Broad-ranging changes
By John Lowden & Kathy Fu Illustration: Mike Constable
How the American Jobs Creation act affects tax planning and compliance requirements for those on expatriate assignment
In response to the World Trade Organization’s declaration that the US extraterritorial income exclusion regime constituted a prohibited export subsidy under the relevant trade agreements, US Congress approved the American Jobs Creation Act of 2004 and President George W. Bush signed it into law on October 22, 2004. The act represents the most sweeping revisions to the US since the 1986 Tax Reform Act and amends almost 600 Internal Revenue Code (IRC) sections.
The centrepiece of the act and the primary basis for the broad range of changes to the IRC is the repeal of the tax code’s extraterritorial income exclusion. While the act has a significant impact on many corporate matters, there are also provisions that affect individuals. These changes will require employers to review their global mobility programs along with determining the effect on their expatriate employees. This article discusses issues of a crossborder nature for individuals, including:
- foreign tax credit (FTC) provisions;
- alternative minimum tax (AMT) limit on foreign tax credit provisions;
- penalties for failure to report interests in foreign financial accounts;
- expatriation rules.
While some of the changes are effective immediately, others will take effect in the future. It is imperative to be aware of the new provisions in order that income tax planning opportunities are not missed and the required US compliance is completed correctly in a timely manner.
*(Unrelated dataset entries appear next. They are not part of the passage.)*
//! The plugin registry
//!
//! Built-in plugins run in a fixed declared order; user and framework
//! plugins are appended after them and run in append order within each
//! phase. The registry also remembers which plugins are built-in, so
//! failure messages can point users at the right party.

use crate::analysis::plugin::Plugin;
use crate::plugins;

pub(crate) struct RegisteredPlugin {
    pub plugin: Box<dyn Plugin>,
    pub core: bool,
}

pub(crate) fn build_registry(user_plugins: Vec<Box<dyn Plugin>>) -> Vec<RegisteredPlugin> {
    let mut registry: Vec<RegisteredPlugin> = built_in_plugins()
        .into_iter()
        .map(|plugin| RegisteredPlugin { plugin, core: true })
        .collect();

    registry.extend(
        user_plugins
            .into_iter()
            .map(|plugin| RegisteredPlugin { plugin, core: false }),
    );
    registry
}

/// The built-in pipeline, in execution order. Collection first, then the
/// per-construct analyzers (classes before the JSDoc overlay that needs
/// them), then the module-link cleanup, then the package-link
/// post-processing ending in inheritance flattening.
fn built_in_plugins() -> Vec<Box<dyn Plugin>> {
    vec![
        Box::new(plugins::imports::ImportsPlugin),
        Box::new(plugins::exports::ExportsPlugin),
        Box::new(plugins::define_calls::CustomElementsDefinePlugin),
        Box::new(plugins::function_like::FunctionLikePlugin),
        Box::new(plugins::arrow_function::ArrowFunctionPlugin),
        Box::new(plugins::classes::ClassesPlugin),
        Box::new(plugins::mixins::MixinsPlugin),
        Box::new(plugins::variables::VariablesPlugin),
        Box::new(plugins::reexported_mixins::ReexportedWrappedMixinsPlugin),
        Box::new(plugins::class_jsdoc::ClassJsDocPlugin),
        Box::new(plugins::cleanup::ModuleCleanupPlugin),
        Box::new(plugins::link::remove_unexported::RemoveUnexportedPlugin),
        Box::new(plugins::link::resolve_initializers::ResolveInitializersPlugin),
        Box::new(plugins::link::link_tag_names::LinkTagNamesPlugin),
        Box::new(plugins::link::classify::ClassifyCustomElementsPlugin),
        Box::new(plugins::link::inheritance::ApplyInheritancePlugin),
    ]
}
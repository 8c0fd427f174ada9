//! Custom-element classification (package link phase)
//!
//! Promotes a `class` declaration to `custom-element` once it carries a
//! tag name, or when it extends a base-element name known to mark a
//! custom element even without a local registration call.

use anyhow::Result;

use crate::analysis::plugin::{PackageLinkArgs, Plugin};
use crate::schema::{ClassDeclaration, Declaration};

/// Superclass names that mark a class as a custom element on their own.
const KNOWN_BASE_ELEMENTS: &[&str] = &["HTMLElement", "LitElement", "FASTElement", "PolymerElement"];

pub struct ClassifyCustomElementsPlugin;

impl Plugin for ClassifyCustomElementsPlugin {
    fn name(&self) -> &str {
        "CORE - CLASSIFY-CUSTOM-ELEMENTS"
    }

    fn package_link(&mut self, args: &mut PackageLinkArgs<'_>) -> Result<()> {
        for module in &mut args.manifest.modules {
            for declaration in &mut module.declarations {
                let promote = matches!(
                    &declaration,
                    Declaration::Class(class) if class.tag_name.is_some() || extends_known_base(class)
                );
                if !promote {
                    continue;
                }
                let placeholder =
                    std::mem::replace(declaration, Declaration::Class(ClassDeclaration::default()));
                if let Declaration::Class(class) = placeholder {
                    *declaration = Declaration::CustomElement(class);
                }
            }
        }
        Ok(())
    }
}

fn extends_known_base(class: &ClassDeclaration) -> bool {
    class
        .superclass
        .as_ref()
        .map(|superclass| KNOWN_BASE_ELEMENTS.contains(&superclass.name.as_str()))
        .unwrap_or(false)
}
FTC provisions The credit for foreign taxes is subject to an FTC limitation, which is essentially the lesser of the foreign taxes paid or accrued, or the US tax otherwise payable on foreign source income. In addition, this limitation applies separately to nine categories or baskets of income, which include, in part, passive income, high withholding tax interest, shipping income and general income. An excess tax credit from one basket in any given taxation year cannot be used to offset a US tax liability in any other basket, therefore potentially restricting an individual’s ability to fully obtain a credit for taxes paid to foreign countries.
The act reduces the foreign income baskets to two from nine baskets for taxation years beginning after December 31, 2006. There will now be a passive income basket and a general income basket. Unutilized FTCs carrying forward from any taxation year beginning before January 1, 2007 will be assigned to one of the two baskets as appropriate.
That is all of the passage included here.